Similarly to prevent redundancy of PCA, Pearson’s correlation was done among bacterial phyla (10 no.), soil properties and earthworm count (Table 5). pH was significantly negatively correlated with Proteobacteria (r = −0.93, p < 0.001), Bacteroidetes (r = −0.68, p < 0.05), and Chloroflexi (r = 0.66, p < 0.05) whereas, positively associated with Firmicutes (r = 0.65, p < 0.05). EC, SOC, N, P, K, and Fe did not have a significant correlation with bacterial phyla. The presence of Mn was strongly interrelated with phylum Bacteroidetes (r = 0.84, p < 0.05), while Zn with phylum Nitrospirae (r = 0.65, p < 0.05). Earthworm count was positively correlated with the presence of Cu in different scenarios.

Table 5.

Relationship between soil properties, earthworms and major bacterial phyla in different agriculture management scenarios.
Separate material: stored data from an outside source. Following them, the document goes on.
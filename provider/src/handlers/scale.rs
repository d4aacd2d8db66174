use super::{empty_response, text_response, App};
use faas_provider_core::ScaleServiceRequest;
use faas_provider_nomad::JOB_PREFIX;
use hyper::{Body, Request, Response, StatusCode};
use tracing::{error, info};

/// Scales a function by rewriting its task group count and re-registering
/// the job.
pub(crate) async fn handle(app: &App, function: &str, request: Request<Body>) -> Response<Body> {
    app.stats.incr("replicationwriter.called", &[]);

    let mut job = match app.jobs.info(&format!("{JOB_PREFIX}{function}")).await {
        Ok(Some(job)) => job,
        Ok(None) => {
            app.stats.incr("replicationwriter.error.notfound", &[]);
            return empty_response(StatusCode::NOT_FOUND);
        }
        Err(error) => {
            error!(%function, %error, "failed to fetch job");
            app.stats.incr("replicationwriter.error.notfound", &[]);
            return text_response(StatusCode::NOT_FOUND, &error.to_string());
        }
    };

    let body = match hyper::body::to_bytes(request.into_body()).await {
        Ok(body) => body,
        Err(error) => {
            app.stats.incr("replicationwriter.error.badrequest", &[]);
            return text_response(StatusCode::BAD_REQUEST, &error.to_string());
        }
    };
    let scale: ScaleServiceRequest = match serde_json::from_slice::<ScaleServiceRequest>(&body) {
        Ok(scale) if !scale.service_name.is_empty() => scale,
        Ok(_) | Err(_) => {
            app.stats.incr("replicationwriter.error.badrequest", &[]);
            return empty_response(StatusCode::BAD_REQUEST);
        }
    };

    info!(function = %scale.service_name, replicas = scale.replicas, "scaling function");
    match job.task_groups.first_mut() {
        Some(group) => group.count = scale.replicas as i64,
        None => {
            app.stats.incr("replicationwriter.error.internalerror", &[]);
            return text_response(StatusCode::INTERNAL_SERVER_ERROR, "job has no task group");
        }
    }

    match app.jobs.register(&job).await {
        Ok(_) => {
            app.stats.gauge(
                "deploy.count",
                scale.replicas as f64,
                &[("job", &scale.service_name)],
            );
            app.stats.incr("replicationwriter.success", &[]);
            empty_response(StatusCode::OK)
        }
        Err(error) => {
            error!(function = %scale.service_name, %error, "failed to update job");
            app.stats.incr("replicationwriter.error.internalerror", &[]);
            text_response(StatusCode::INTERNAL_SERVER_ERROR, &error.to_string())
        }
    }
}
Bacterial phyla pH EC (dSm−1) SOC (g kg−1) N (kg ha−1) P (kg ha−1) K (kg ha−1) Fe (mg kg−1) Mn (mg kg−1) Zn (mg kg−1) Cu (mg kg−1)
Earthworms −0.38 −0.02 0.28 0.54 0.54 0.57 0.27 0.26 −0.41 0.65*
Proteobacteria −0.93** 0.22 0.12 0.36 0.36 0.38 0.65 0.67* −0.07 0.34
Actinobacteria −0.25 −0.02 −0.41 0.29 0.29 0.52 0.28 −0.25 −0.04 0.50
Firmicutes 0.65* −0.11 0.40 −0.16 −0.16 −0.48 −0.57 −0.12 −0.26 −0.32
Acidobacteria 0.43 0.00 0.36 −0.20 −0.20 −0.44 −0.18 0.12 0.30 −0.39
Chloroflexi −0.66* 0.14 0.09 −0.01 −0.01 0.11 0.05 0.46 −0.46 0.00
Crenarchaeota −0.54 0.19 0.20 0.13 0.13 0.19 −0.05 0.43 −0.55 0.14
Bacteroidetes −0.68* 0.38 0.54 0.46 0.46 0.31 0.40 0.84* −0.12 0.34
Verrucomicrobia 0.43 0.16 0.50 −0.22 −0.22 −0.47 −0.45 0.21 0.08 −0.44
Gemmatimonadetes 0.21 0.19 0.43 0.14 0.14 0.01 0.13 0.30 0.56 0.01
Nitrospirae 0.31 0.17 0.32 0.37 0.37 0.27 0.25 0.10 0.65* 0.33

*Significance at the p < 0.05; **Significance at the p < 0.001.

4. Discussion

The present study was focussed on the impacts of long term tillage-cum-crop establishment and residue management practices on the bacterial diversity and community composition under the sub-tropical humid climate of Eastern IGP. Soil-bacterial communities have been reported to be greatly affected by the tillage (Hartman et al., 2018). Some researchers have reported that tillage enhances bacterial diversity (Lienhard et al., 2014; Degrune et al., 2016), while others have reported negative impacts (Ceja-Navarro et al., 2010; Constancias et al., 2014). In the present investigation, tillage and crops residue incorporation resulted in more bacterial diversity in partial CA-based scenarios (scIII and scVI) compared to complete CA-scenario. Lower diversity in CA-based scenarios may be due to lower contact of crop residue with soil which is resulting in a equilibrium among different phyla as also reported by Tyler (2019). High bacterial diversity in tillage scenarios may be due to disruption caused by ploughing which releases organic matter and ultimately augments bacterial proliferation (Paustian et al., 2000; Chandra et al., 2023). Crop diversification also creates the differences in bacterial diversity among scenarios (Choudhary et al., 2020). Divsersified cropping system have the different roots exudates that easily hold available compounds, such as amino acids and carbohydrates, which can also stimulate the bacterial population and their composition (Rai et al., 2021). Plant-root association with bacteria is affected by type and use of exudates secreted by roots of different plants (Chandra et al., 2022). Beta diversity analysis showed that scenario scIV had higher differences in taxonomical richness followed by scV, and scVII scenarios. Comparatively lower diversity was observed in scII, scIII, and scI scenarios. The lower level classification yielded diverse or inconsistent results, which may be attributed to a variety of factors including diverse TCE and residue management that directly or indirectly affect composition of microbial population (Venter et al., 2016; Babin et al., 2019). The CA-based practices enhance physico-chemical characteristics of the soil and availability of nutrients, which may also account for various bacterial group distributions observed in various crop settings (Choudhary et al., 2020).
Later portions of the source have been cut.